No-Cal
- Type: Soft drink
- Origin: United States
- Introduced: 1952
- Flavor: chocolate, black cherry, ginger ale, root beer

= No-Cal =

Diet soda

No-Cal was the first diet soda. It was initially marketed to diabetics in a number of flavors, the most popular being black cherry.

==History==
Hyman Kirsch and his son Morris, both Russian immigrants living in Williamsburg, Brooklyn, New York, began selling sodas in 1904. Their involvement with the Jewish Sanitarium for Chronic Disease (now known as Kingsbrook Jewish Medical Center), led them to the invention of a sugar-free drink to meet the needs of the hospital's diabetic patients.

Kirsch Beverages developed a line of zero-calorie soft drinks that they called No-Cal, which they began selling in 1952. The soda was produced at the company's plant in College Point, Queens, New York.

Initially it came only in ginger ale, sweetened with sodium cyclamate. Later, root beer and black cherry were added, the latter becoming the flagship flavor. Eventually they added lemon, cola, coffee, and chocolate sodas.

Eventually, the company started marketing the soda to "weight-conscious" housewives. It thus took off in popularity, until the company was worth millions.

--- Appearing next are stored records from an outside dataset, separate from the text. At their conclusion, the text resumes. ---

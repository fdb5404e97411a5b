//! The trainable model with its parameters and optimizers.

use crate::{
    common::*,
    config::LoadCheckpoint,
    utils::{self, companion_path},
};
use prettytable::{cell, row, Table};
use xray_ae::model::{ConvAutoencoder, Discriminator};

/// Losses of a single optimization step.
#[derive(Debug, Clone, Copy, PartialEq)]
pub struct StepLosses {
    /// The loss the generator or autoencoder is optimized on.
    pub total: f64,
    pub reconstruction: f64,
    pub adversarial: Option<f64>,
    pub discriminator: Option<f64>,
}

impl StepLosses {
    pub fn to_map(&self) -> IndexMap<&'static str, f64> {
        let mut map = IndexMap::new();
        map.insert("total", self.total);
        map.insert("reconstruction", self.reconstruction);
        if let Some(loss) = self.adversarial {
            map.insert("adversarial", loss);
        }
        if let Some(loss) = self.discriminator {
            map.insert("discriminator", loss);
        }
        map
    }
}

/// A model variant together with its optimizer state.
pub enum Model {
    Autoencoder(AutoencoderModel),
    Dcgan(DcganModel),
}

pub struct AutoencoderModel {
    vs: nn::VarStore,
    net: ConvAutoencoder,
    optimizer: nn::Optimizer,
}

pub struct DcganModel {
    gen_vs: nn::VarStore,
    generator: ConvAutoencoder,
    gen_optimizer: nn::Optimizer,
    disc_vs: nn::VarStore,
    discriminator: Discriminator,
    disc_optimizer: nn::Optimizer,
    adversarial_weight: f64,
    bce: BceWithLogitsLoss,
}

impl Model {
    pub fn new(init: &ModelInit, device: Device, lr: f64) -> Result<Self> {
        let model = match init {
            ModelInit::Baseline(_) | ModelInit::Bottleneck(_) => {
                let vs = nn::VarStore::new(device);
                let net = init.autoencoder_layout()?.build(&vs.root());
                let optimizer = nn::Adam::default().build(&vs, lr)?;
                Self::Autoencoder(AutoencoderModel { vs, net, optimizer })
            }
            ModelInit::Dcgan(init) => {
                let gen_vs = nn::VarStore::new(device);
                let generator = init.generator.build(&gen_vs.root())?;
                let gen_optimizer = nn::Adam::default().build(&gen_vs, lr)?;

                let disc_vs = nn::VarStore::new(device);
                let discriminator = init.discriminator.build(&disc_vs.root())?;
                let disc_optimizer = nn::Adam::default().build(&disc_vs, lr)?;

                Self::Dcgan(DcganModel {
                    gen_vs,
                    generator,
                    gen_optimizer,
                    disc_vs,
                    discriminator,
                    disc_optimizer,
                    adversarial_weight: init.adversarial_weight.raw(),
                    bce: BceWithLogitsLoss::default(),
                })
            }
        };
        Ok(model)
    }

    /// The network that reconstructs images.
    pub fn autoencoder(&self) -> &ConvAutoencoder {
        match self {
            Self::Autoencoder(model) => &model.net,
            Self::Dcgan(model) => &model.generator,
        }
    }

    pub fn summary(&self, input_shape: Chw) -> Result<ModelSummary> {
        self.autoencoder().summary(input_shape)
    }

    /// The number of trainable scalars of the reconstruction network.
    pub fn trainable_params(&self) -> i64 {
        let vs = match self {
            Self::Autoencoder(model) => &model.vs,
            Self::Dcgan(model) => &model.gen_vs,
        };
        vs.trainable_variables()
            .iter()
            .map(|tensor| tensor.numel() as i64)
            .sum()
    }

    /// Runs one optimization step on a batch.
    pub fn train_on_batch(
        &mut self,
        batch: &Batch,
        loss_fn: ReconstructionLoss,
    ) -> Result<StepLosses> {
        let Batch { image, mask, .. } = batch;

        match self {
            Self::Autoencoder(model) => {
                let output = model.net.forward_t(image, true)?;
                let loss = loss_fn.forward(&output, image, mask, Reduction::Mean)?;
                model.optimizer.backward_step(&loss);

                let loss = f64::from(&loss);
                Ok(StepLosses {
                    total: loss,
                    reconstruction: loss,
                    adversarial: None,
                    discriminator: None,
                })
            }
            Self::Dcgan(model) => {
                let output = model.generator.forward_t(image, true)?;

                // discriminator step
                let disc_loss = {
                    let real = model.discriminator.forward_t(image, true)?;
                    let fake = model.discriminator.forward_t(&output.detach(), true)?;
                    (model.bce.real(&real)? + model.bce.fake(&fake)?) * 0.5
                };
                model.disc_optimizer.backward_step(&disc_loss);

                // generator step
                let recon_loss = loss_fn.forward(&output, image, mask, Reduction::Mean)?;
                let adv_loss = {
                    let logits = model.discriminator.forward_t(&output, true)?;
                    model.bce.real(&logits)?
                };
                let gen_loss = &recon_loss + &adv_loss * model.adversarial_weight;
                model.gen_optimizer.backward_step(&gen_loss);

                Ok(StepLosses {
                    total: f64::from(&gen_loss),
                    reconstruction: f64::from(&recon_loss),
                    adversarial: Some(f64::from(&adv_loss)),
                    discriminator: Some(f64::from(&disc_loss)),
                })
            }
        }
    }

    /// Reconstructs images in evaluation mode without tracking gradients.
    pub fn reconstruct(&self, image: &Tensor) -> Result<Tensor> {
        tch::no_grad(|| self.autoencoder().forward_t(image, false))
    }

    /// Writes the parameters to `path`.
    ///
    /// The discriminator of a DCGAN goes to a companion file next to it.
    pub fn save(&self, path: &Path) -> Result<()> {
        match self {
            Self::Autoencoder(model) => {
                model.vs.save(path)?;
            }
            Self::Dcgan(model) => {
                model.gen_vs.save(path)?;
                model
                    .disc_vs
                    .save(companion_path(path, "discriminator"))?;
            }
        }
        Ok(())
    }

    pub fn save_checkpoint(
        &self,
        checkpoint_dir: &Path,
        epoch: usize,
        loss: f64,
    ) -> Result<PathBuf> {
        let path = match self {
            Self::Autoencoder(model) => {
                utils::save_checkpoint(&model.vs, checkpoint_dir, epoch, loss)?
            }
            Self::Dcgan(model) => {
                let path = utils::save_checkpoint(&model.gen_vs, checkpoint_dir, epoch, loss)?;
                model
                    .disc_vs
                    .save(companion_path(&path, "discriminator"))?;
                path
            }
        };
        Ok(path)
    }

    pub fn load_checkpoint(
        &mut self,
        logging_dir: &Path,
        load_checkpoint: &LoadCheckpoint,
    ) -> Result<Option<PathBuf>> {
        match self {
            Self::Autoencoder(model) => {
                utils::try_load_checkpoint(&mut model.vs, logging_dir, load_checkpoint)
            }
            Self::Dcgan(model) => {
                let path =
                    utils::try_load_checkpoint(&mut model.gen_vs, logging_dir, load_checkpoint)?;
                if let Some(path) = &path {
                    let disc_path = companion_path(path, "discriminator");
                    if disc_path.is_file() {
                        model.disc_vs.load_partial(&disc_path).with_context(|| {
                            format!("failed to load checkpoint '{}'", disc_path.display())
                        })?;
                    } else {
                        warn!(
                            "{} is missing, the discriminator starts from scratch",
                            disc_path.display()
                        );
                    }
                }
                Ok(path)
            }
        }
    }
}

/// Renders a model summary as a text table.
pub fn summary_table(summary: &ModelSummary) -> Table {
    let mut table = Table::new();
    table.set_titles(row!["Layer", "Kind", "Output Shape", "Param #"]);
    table.add_row(row!["input", "", summary.input_shape.to_string(), ""]);
    summary.layers.iter().for_each(|layer| {
        table.add_row(row![
            layer.name,
            layer.kind,
            layer.output_shape.to_string(),
            layer.num_params
        ]);
    });
    table.add_row(row!["total", "", "", summary.trainable_params()]);
    table
}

Ray Distributors, owned and operated by Arthur Raphael, was the sole distributor of No-Cal soda on Long Island from the early 1950s till his death in 1967. Mr. Raphael, a salesman for Kirsch before Hyman and Morris Kirsch gave him the opportunity to bring No-Cal to Nassau and Suffolk counties, was also instrumental in introducing No-Cal as a fountain drink.

==Advertising==
No-Cal used up-and-coming Hollywood starlets, such as Kim Novak and Julie Adams, in its print ads. Cartoonist Stan Goldberg did the advertising art for a billboard in Times Square.
Actor Jack Gilford was the No-Cal Genie in television and print ads.

==Decline ==
As major soda producers such as The Coca-Cola Company and PepsiCo launched their own diet brands in the 1960s, No-Cal found it hard to compete. This, coupled with the Food and Drug Administration's ban of cyclamate sweeteners from all U.S. food and drug products in October 1970, caused No-Cal to lose market share and slowly disappear.